● **Exercise directions**
From the material below, copy every line in which the word "documents" occurs.

● **Entries shown**
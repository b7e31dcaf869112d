//! Rules on the data the candidate fills in: admission type, proximity
//! commission, funding, prior research, project, and signature state.

use osis_validation::BusinessValidator;

use crate::enums::{
    ChoixCommissionProximiteCDEouCLSM, ChoixCommissionProximiteCDSS, ChoixDoctoratDejaRealise,
    ChoixSousDomaineSciences, ChoixStatutPropositionDoctorale, ChoixTypeAdmission,
    ChoixTypeFinancement,
};
use crate::exceptions::PropositionError;
use crate::valeurs::{DetailProjet, Doctorat, Financement};

/// Programme whose commission is a sciences sub-domain.
pub const SIGLE_SCIENCES: &str = "SC3DP";

const ENTITES_CDE_OU_CLSM: &[&str] = &["CDE", "CLSM"];
const ENTITE_CDSS: &str = "CDSS";

// ─── Admission type ──────────────────────────────────────────────────

pub struct ShouldJustificationDonneeSiPreadmission<'a> {
    pub type_admission: ChoixTypeAdmission,
    pub justification: Option<&'a str>,
}

impl BusinessValidator<PropositionError> for ShouldJustificationDonneeSiPreadmission<'_> {
    fn validate(&self) -> Result<(), PropositionError> {
        let vide = self.justification.map_or(true, |j| j.trim().is_empty());
        if self.type_admission == ChoixTypeAdmission::PreAdmission && vide {
            return Err(PropositionError::JustificationRequise);
        }
        Ok(())
    }
}

// ─── Proximity commission ────────────────────────────────────────────

/// The commission must come from the set matching the doctorate's
/// managing committee, and be empty for any other committee.
pub struct ShouldCommissionProximiteEtreValide<'a> {
    pub doctorat: &'a Doctorat,
    pub commission_proximite: Option<&'a str>,
}

impl BusinessValidator<PropositionError> for ShouldCommissionProximiteEtreValide<'_> {
    fn validate(&self) -> Result<(), PropositionError> {
        let commission = self.commission_proximite.filter(|c| !c.is_empty());
        let entite = self.doctorat.sigle_entite_gestion.as_str();

        let valide = if ENTITES_CDE_OU_CLSM.contains(&entite) {
            commission.and_then(ChoixCommissionProximiteCDEouCLSM::from_name).is_some()
        } else if entite == ENTITE_CDSS {
            commission.and_then(ChoixCommissionProximiteCDSS::from_name).is_some()
        } else if self.doctorat.sigle() == SIGLE_SCIENCES {
            commission.and_then(ChoixSousDomaineSciences::from_name).is_some()
        } else {
            commission.is_none()
        };

        if valide {
            Ok(())
        } else {
            Err(PropositionError::CommissionProximiteInconsistant)
        }
    }
}

// ─── Funding ─────────────────────────────────────────────────────────

pub struct ShouldTypeContratTravailDependreTypeFinancement<'a> {
    pub type_financement: Option<ChoixTypeFinancement>,
    pub type_contrat_travail: &'a str,
}

impl BusinessValidator<PropositionError> for ShouldTypeContratTravailDependreTypeFinancement<'_> {
    fn validate(&self) -> Result<(), PropositionError> {
        if self.type_financement == Some(ChoixTypeFinancement::WorkContract)
            && self.type_contrat_travail.trim().is_empty()
        {
            return Err(PropositionError::ContratTravailInconsistant);
        }
        Ok(())
    }
}

// ─── Prior research ──────────────────────────────────────────────────

pub struct ShouldInstitutionDependreDoctoratRealise<'a> {
    pub doctorat_deja_realise: ChoixDoctoratDejaRealise,
    pub institution: &'a str,
}

impl BusinessValidator<PropositionError> for ShouldInstitutionDependreDoctoratRealise<'_> {
    fn validate(&self) -> Result<(), PropositionError> {
        if self.doctorat_deja_realise != ChoixDoctoratDejaRealise::No
            && self.institution.trim().is_empty()
        {
            return Err(PropositionError::InstitutionInconsistante);
        }
        Ok(())
    }
}

pub struct ShouldDomaineDependreDoctoratRealise<'a> {
    pub doctorat_deja_realise: ChoixDoctoratDejaRealise,
    pub domaine_these: &'a str,
}

impl BusinessValidator<PropositionError> for ShouldDomaineDependreDoctoratRealise<'_> {
    fn validate(&self) -> Result<(), PropositionError> {
        if self.doctorat_deja_realise != ChoixDoctoratDejaRealise::No
            && self.domaine_these.trim().is_empty()
        {
            return Err(PropositionError::DomaineTheseInconsistant);
        }
        Ok(())
    }
}

// ─── Project ─────────────────────────────────────────────────────────

/// The project must be complete enough to be sent for signatures.
///
/// Any proposition needs a thesis language and a funding type. A full
/// admission also needs a title, an abstract, the project documents and
/// the doctoral programme proposal. A project declared as already
/// started needs the institution and the start date.
pub struct ShouldProjetEtreComplet<'a> {
    pub type_admission: ChoixTypeAdmission,
    pub projet: &'a DetailProjet,
    pub financement: &'a Financement,
}

impl BusinessValidator<PropositionError> for ShouldProjetEtreComplet<'_> {
    fn validate(&self) -> Result<(), PropositionError> {
        let projet = self.projet;
        let mut complet =
            !projet.langue_redaction_these.is_empty() && self.financement.type_financement.is_some();

        if self.type_admission == ChoixTypeAdmission::Admission {
            complet = complet
                && !projet.titre.trim().is_empty()
                && !projet.resume.trim().is_empty()
                && !projet.documents.is_empty()
                && !projet.proposition_programme_doctoral.is_empty();
        }

        if projet.deja_commence == Some(true) {
            complet = complet
                && !projet.deja_commence_institution.trim().is_empty()
                && projet.date_debut.is_some();
        }

        if complet {
            Ok(())
        } else {
            Err(PropositionError::DetailProjetNonComplete)
        }
    }
}

// ─── Signatures ──────────────────────────────────────────────────────

pub struct ShouldPropositionEtreEnAttenteDeSignature {
    pub statut: ChoixStatutPropositionDoctorale,
}

impl BusinessValidator<PropositionError> for ShouldPropositionEtreEnAttenteDeSignature {
    fn validate(&self) -> Result<(), PropositionError> {
        match self.statut {
            ChoixStatutPropositionDoctorale::EnAttenteDeSignature
            | ChoixStatutPropositionDoctorale::CaEnAttenteDeSignature => Ok(()),
            _ => Err(PropositionError::PropositionNonEnAttenteDeSignature),
        }
    }
}

// ─── Submission ──────────────────────────────────────────────────────

pub struct ShouldPropositionEtreSoumettable {
    pub statut: ChoixStatutPropositionDoctorale,
}

impl BusinessValidator<PropositionError> for ShouldPropositionEtreSoumettable {
    fn validate(&self) -> Result<(), PropositionError> {
        if !self.statut.est_dans(ChoixStatutPropositionDoctorale::SOUMETTABLE) {
            return Err(PropositionError::PropositionDejaSoumise);
        }
        Ok(())
    }
}

#[cfg(test)]
mod tests {
    use super::*;
    use osis_core::FormationIdentity;

    fn make_doctorat(sigle: &str, entite: &str) -> Doctorat {
        Doctorat::new(FormationIdentity::new(sigle, 2024), "Doctorate", entite)
    }

    fn commission(doctorat: &Doctorat, valeur: Option<&str>) -> Result<(), PropositionError> {
        ShouldCommissionProximiteEtreValide {
            doctorat,
            commission_proximite: valeur,
        }
        .validate()
    }

    // ── Admission type ──────────────────────────────────────────────

    #[test]
    fn test_pre_admission_requires_justification() {
        let v = ShouldJustificationDonneeSiPreadmission {
            type_admission: ChoixTypeAdmission::PreAdmission,
            justification: Some("  "),
        };
        assert_eq!(v.validate(), Err(PropositionError::JustificationRequise));

        let v = ShouldJustificationDonneeSiPreadmission {
            type_admission: ChoixTypeAdmission::Admission,
            justification: None,
        };
        assert!(v.validate().is_ok());
    }

    // ── Proximity commission ────────────────────────────────────────

    #[test]
    fn test_commission_follows_managing_entity() {
        let cde = make_doctorat("ECGE3DP", "CDE");
        assert!(commission(&cde, Some("ECONOMY")).is_ok());
        assert!(commission(&cde, Some("NEUR")).is_err());
        assert!(commission(&cde, None).is_err());

        let cdss = make_doctorat("MED3DP", "CDSS");
        assert!(commission(&cdss, Some("NEUR")).is_ok());
        assert!(commission(&cdss, Some("ECONOMY")).is_err());

        let sciences = make_doctorat(SIGLE_SCIENCES, "CDSC");
        assert!(commission(&sciences, Some("PHYSICS")).is_ok());
        assert!(commission(&sciences, Some("")).is_err());
    }

    #[test]
    fn test_commission_must_be_empty_elsewhere() {
        let autre = make_doctorat("FIAL3DP", "CDLETTRES");
        assert!(commission(&autre, None).is_ok());
        assert!(commission(&autre, Some("")).is_ok());
        assert_eq!(
            commission(&autre, Some("ECONOMY")),
            Err(PropositionError::CommissionProximiteInconsistant)
        );
    }

    // ── Funding and prior research ──────────────────────────────────

    #[test]
    fn test_work_contract_needs_contract_type() {
        let v = ShouldTypeContratTravailDependreTypeFinancement {
            type_financement: Some(ChoixTypeFinancement::WorkContract),
            type_contrat_travail: "",
        };
        assert_eq!(v.validate(), Err(PropositionError::ContratTravailInconsistant));

        let v = ShouldTypeContratTravailDependreTypeFinancement {
            type_financement: Some(ChoixTypeFinancement::SelfFunding),
            type_contrat_travail: "",
        };
        assert!(v.validate().is_ok());
    }

    #[test]
    fn test_prior_doctorate_needs_institution_and_field() {
        let institution = ShouldInstitutionDependreDoctoratRealise {
            doctorat_deja_realise: ChoixDoctoratDejaRealise::Partial,
            institution: "",
        };
        assert_eq!(institution.validate(), Err(PropositionError::InstitutionInconsistante));

        let domaine = ShouldDomaineDependreDoctoratRealise {
            doctorat_deja_realise: ChoixDoctoratDejaRealise::No,
            domaine_these: "",
        };
        assert!(domaine.validate().is_ok());
    }

    // ── Project ─────────────────────────────────────────────────────

    #[test]
    fn test_project_completeness_depends_on_admission_type() {
        let projet = DetailProjet {
            langue_redaction_these: "FR".into(),
            ..DetailProjet::default()
        };
        let financement = Financement {
            type_financement: Some(ChoixTypeFinancement::SelfFunding),
            ..Financement::default()
        };

        let pre_admission = ShouldProjetEtreComplet {
            type_admission: ChoixTypeAdmission::PreAdmission,
            projet: &projet,
            financement: &financement,
        };
        assert!(pre_admission.validate().is_ok());

        let admission = ShouldProjetEtreComplet {
            type_admission: ChoixTypeAdmission::Admission,
            projet: &projet,
            financement: &financement,
        };
        assert_eq!(admission.validate(), Err(PropositionError::DetailProjetNonComplete));
    }

    #[test]
    fn test_started_project_needs_start_date() {
        let projet = DetailProjet {
            langue_redaction_these: "EN".into(),
            deja_commence: Some(true),
            deja_commence_institution: "ULB".into(),
            ..DetailProjet::default()
        };
        let financement = Financement {
            type_financement: Some(ChoixTypeFinancement::SearchScholarship),
            ..Financement::default()
        };
        let v = ShouldProjetEtreComplet {
            type_admission: ChoixTypeAdmission::PreAdmission,
            projet: &projet,
            financement: &financement,
        };
        assert!(v.validate().is_err());
    }

    // ── Signatures ──────────────────────────────────────────────────

    #[test]
    fn test_signature_states() {
        use ChoixStatutPropositionDoctorale as S;
        for statut in S::ALL {
            let attendu = matches!(statut, S::EnAttenteDeSignature | S::CaEnAttenteDeSignature);
            let v = ShouldPropositionEtreEnAttenteDeSignature { statut: *statut };
            assert_eq!(v.validate().is_ok(), attendu, "{statut}");
        }
    }

    #[test]
    fn test_only_draft_and_signature_states_are_submittable() {
        use ChoixStatutPropositionDoctorale as S;
        for statut in S::ALL {
            let attendu = matches!(
                statut,
                S::EnBrouillon | S::EnAttenteDeSignature | S::CaACompleter | S::CaEnAttenteDeSignature
            );
            let v = ShouldPropositionEtreSoumettable { statut: *statut };
            assert_eq!(v.validate().is_ok(), attendu, "{statut}");
        }
    }
}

● **Output below**
/// admission also needs a title, an abstract, the project documents and
                && !projet.documents.is_empty()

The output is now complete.